Multifidus Dysfunction as a Driver of Recurrent Low Back Pain: Mechanisms, Evidence, and the Case for Isolated Lumbar Extension Training

Background. Low back pain (LBP) is the leading global cause of years lived with disability, and its defining clinical feature is recurrence rather than resolution. A consistent body of evidence has implicated dysfunction of the lumbar multifidus, the spine’s primary segmental stabiliser, as a mechanism that persists beyond pain resolution and predicts recurrence.

Objective. To synthesise the evidence linking multifidus dysfunction to recurrent LBP, examine why conventional exercise interventions frequently fail to address it, and review the rationale and clinical evidence for isolated, pelvically-restrained lumbar extension training.

Findings. Acute LBP is associated with rapid, segment-specific multifidus atrophy that does not spontaneously recover with pain resolution. Chronic LBP is further characterised by fatty infiltration and structural remodelling of the multifidus. Conventional resistance training fails to selectively load the multifidus due to hip dominance and global muscle compensation. Isolated lumbar extension performed with pelvic restraint reliably loads the lumbar extensors and produces clinically meaningful improvements in pain, function, and strength in chronic LBP populations.
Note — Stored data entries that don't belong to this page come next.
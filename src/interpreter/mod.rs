// Script execution backends for translator functions
// One trait, five backends: a POSIX shell, Perl, Python, Ruby and an in-process Python.

pub mod base;
pub mod embedded;
pub mod environment;
pub mod perl;
pub mod python;
pub mod ruby;
pub mod shell;

use serde::{Deserialize, Serialize};
use std::fmt;
use std::str::FromStr;

use crate::error::{Result, TransError};

pub use base::BaseInterpreter;
pub use embedded::EmbeddedPythonInterpreter;
pub use environment::{Environment, Value};
pub use perl::PerlInterpreter;
pub use python::PythonInterpreter;
pub use ruby::RubyInterpreter;
pub use shell::ShellInterpreter;

/// Backend selected by a translator's `TRANSLATOR_INTERPRETER` entry
#[derive(Debug, Clone, Copy, PartialEq, Eq, PartialOrd, Ord, Hash, Serialize, Deserialize)]
#[serde(rename_all = "kebab-case")]
pub enum InterpreterKind {
    Shell,
    Perl,
    Python,
    Ruby,
    EmbeddedPython,
}

impl InterpreterKind {
    pub const ALL: [InterpreterKind; 5] = [
        InterpreterKind::Shell,
        InterpreterKind::Perl,
        InterpreterKind::Python,
        InterpreterKind::Ruby,
        InterpreterKind::EmbeddedPython,
    ];

    /// Configuration-visible name
    pub fn name(self) -> &'static str {
        match self {
            InterpreterKind::Shell => "sh",
            InterpreterKind::Perl => "perl",
            InterpreterKind::Python => "python",
            InterpreterKind::Ruby => "ruby",
            InterpreterKind::EmbeddedPython => "builtin-python",
        }
    }

    pub fn available_names() -> Vec<String> {
        Self::ALL.iter().map(|kind| kind.name().to_string()).collect()
    }
}

impl FromStr for InterpreterKind {
    type Err = ();

    fn from_str(s: &str) -> std::result::Result<Self, Self::Err> {
        match s.trim().to_ascii_lowercase().as_str() {
            "sh" | "shell" => Ok(InterpreterKind::Shell),
            "perl" => Ok(InterpreterKind::Perl),
            "python" | "python3" => Ok(InterpreterKind::Python),
            "ruby" => Ok(InterpreterKind::Ruby),
            "builtin" | "builtin-python" | "embedded-python" => Ok(InterpreterKind::EmbeddedPython),
            _ => Err(()),
        }
    }
}

impl fmt::Display for InterpreterKind {
    fn fmt(&self, f: &mut fmt::Formatter<'_>) -> fmt::Result {
        f.write_str(self.name())
    }
}

/// Captured result of one script execution
#[derive(Debug, Clone, Default, PartialEq, Eq, Serialize)]
pub struct ScriptOutcome {
    pub stdout: String,
    pub stderr: String,
    /// Exception text reported by an in-process backend
    pub exception: Option<String>,
    pub exit_code: i32,
}

impl ScriptOutcome {
    /// Exit code 0 without exception is the only success
    pub fn success(&self) -> bool {
        self.exit_code == 0 && self.exception.is_none()
    }
}

/// A script execution backend.
///
/// Callers check [`Interpreter::runnable`] before [`Interpreter::run`]; running an
/// unavailable backend fails with `InterpreterError::MissingBackend`.
pub trait Interpreter: Send + Sync {
    fn kind(&self) -> InterpreterKind;

    /// Name of the interpreter as written in definition files
    fn interpreter(&self) -> &str {
        self.kind().name()
    }

    fn runnable(&self) -> bool;

    /// Statements binding every environment entry in the backend's syntax
    fn preamble(&self, environment: &Environment) -> Result<String>;

    /// Execute `preamble(environment)` followed by `script`
    fn run(&self, script: &str, environment: &Environment) -> Result<ScriptOutcome>;
}

/// Holds one instance of every backend
pub struct InterpreterRegistry {
    shell: ShellInterpreter,
    perl: PerlInterpreter,
    python: PythonInterpreter,
    ruby: RubyInterpreter,
    embedded: EmbeddedPythonInterpreter,
}

impl InterpreterRegistry {
    pub fn new() -> Self {
        Self {
            shell: ShellInterpreter::new(),
            perl: PerlInterpreter::new(),
            python: PythonInterpreter::new(),
            ruby: RubyInterpreter::new(),
            embedded: EmbeddedPythonInterpreter::new(),
        }
    }

    /// Whether raised exceptions of the in-process backend are captured as data
    pub fn with_exception_interception(mut self, intercept: bool) -> Self {
        self.embedded = self.embedded.with_exception_interception(intercept);
        self
    }

    pub fn get(&self, kind: InterpreterKind) -> &dyn Interpreter {
        match kind {
            InterpreterKind::Shell => &self.shell,
            InterpreterKind::Perl => &self.perl,
            InterpreterKind::Python => &self.python,
            InterpreterKind::Ruby => &self.ruby,
            InterpreterKind::EmbeddedPython => &self.embedded,
        }
    }

    /// Runnable backends of this host
    pub fn available(&self) -> Vec<InterpreterKind> {
        InterpreterKind::ALL
            .into_iter()
            .filter(|kind| self.get(*kind).runnable())
            .collect()
    }
}

impl Default for InterpreterRegistry {
    fn default() -> Self {
        Self::new()
    }
}

/// Reject names no backend can bind
pub(crate) fn check_variable_name(interpreter: &str, name: &str) -> Result<()> {
    if environment::is_valid_identifier(name) {
        Ok(())
    } else {
        Err(TransError::from(
            crate::error::InterpreterError::InvalidVariableName {
                interpreter: interpreter.to_string(),
                variable: name.to_string(),
            },
        ))
    }
}

/// Variable name used in the backend's preamble.
///
/// Names colliding with a reserved word of the backend get a leading underscore,
/// so `in` is bound as `_in` in Python and Ruby.
pub(crate) fn binding_name<'a>(name: &'a str, reserved: &[&str]) -> std::borrow::Cow<'a, str> {
    if reserved.contains(&name) {
        std::borrow::Cow::Owned(format!("_{name}"))
    } else {
        std::borrow::Cow::Borrowed(name)
    }
}

#[cfg(test)]
mod tests {
    use super::*;

    #[test]
    fn test_reserved_names_are_prefixed() {
        assert_eq!(binding_name("in", &["in", "def"]), "_in");
        assert_eq!(binding_name("out", &["in", "def"]), "out");
    }

    #[test]
    fn test_kind_names_round_trip() {
        for kind in InterpreterKind::ALL {
            assert_eq!(kind.name().parse::<InterpreterKind>(), Ok(kind));
        }
        assert_eq!("python3".parse::<InterpreterKind>(), Ok(InterpreterKind::Python));
        assert!("tcl".parse::<InterpreterKind>().is_err());
    }

    #[test]
    fn test_outcome_success_rule() {
        let mut outcome = ScriptOutcome::default();
        assert!(outcome.success());
        outcome.exception = Some("ValueError".to_string());
        assert!(!outcome.success());
        outcome.exception = None;
        outcome.exit_code = 2;
        assert!(!outcome.success());
    }

    #[test]
    fn test_registry_dispatches_by_kind() {
        let registry = InterpreterRegistry::new();
        for kind in InterpreterKind::ALL {
            assert_eq!(registry.get(kind).kind(), kind);
        }
    }
}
Conclusion. Targeted, measured, progressively loaded lumbar extension addresses a mechanism of LBP recurrence that other interventions do not. Device-based pelvic stabilisation — as implemented in the DAVID G110 Back Extension device — operationalises the principles established by three decades of isolated-lumbar-extension research.

Introduction

Low back pain is the single largest contributor to years lived with disability worldwide and the most common cause of activity limitation in working-age adults.1,2 Despite intensive research and large healthcare expenditure, outcomes have not improved over recent decades, and the burden of disease continues to grow.1 A central reason is that LBP is, in most patients, not a discrete event but a recurrent condition. Prospective cohort studies and systematic reviews report 12-month recurrence rates ranging from approximately one-third to two-thirds of patients following a first episode, with rates approaching 80% over longer windows.3

This recurrent natural history shifts the central clinical question from “How do we treat the pain?” to “What sub-clinical mechanism persists between episodes, and how can it be reversed?” Across more than three decades of imaging, electromyographic, biomechanical, and interventional research, one mechanism appears repeatedly and is supported by convergent evidence: dysfunction of the lumbar multifidus.914 This narrative review summarises the anatomy and biomechanics of the multifidus, the evidence linking its dysfunction to recurrent LBP, the limitations of conventional exercise approaches, and the clinical case for isolated lumbar extension training as implemented in pelvically-restrained device-based rehabilitation.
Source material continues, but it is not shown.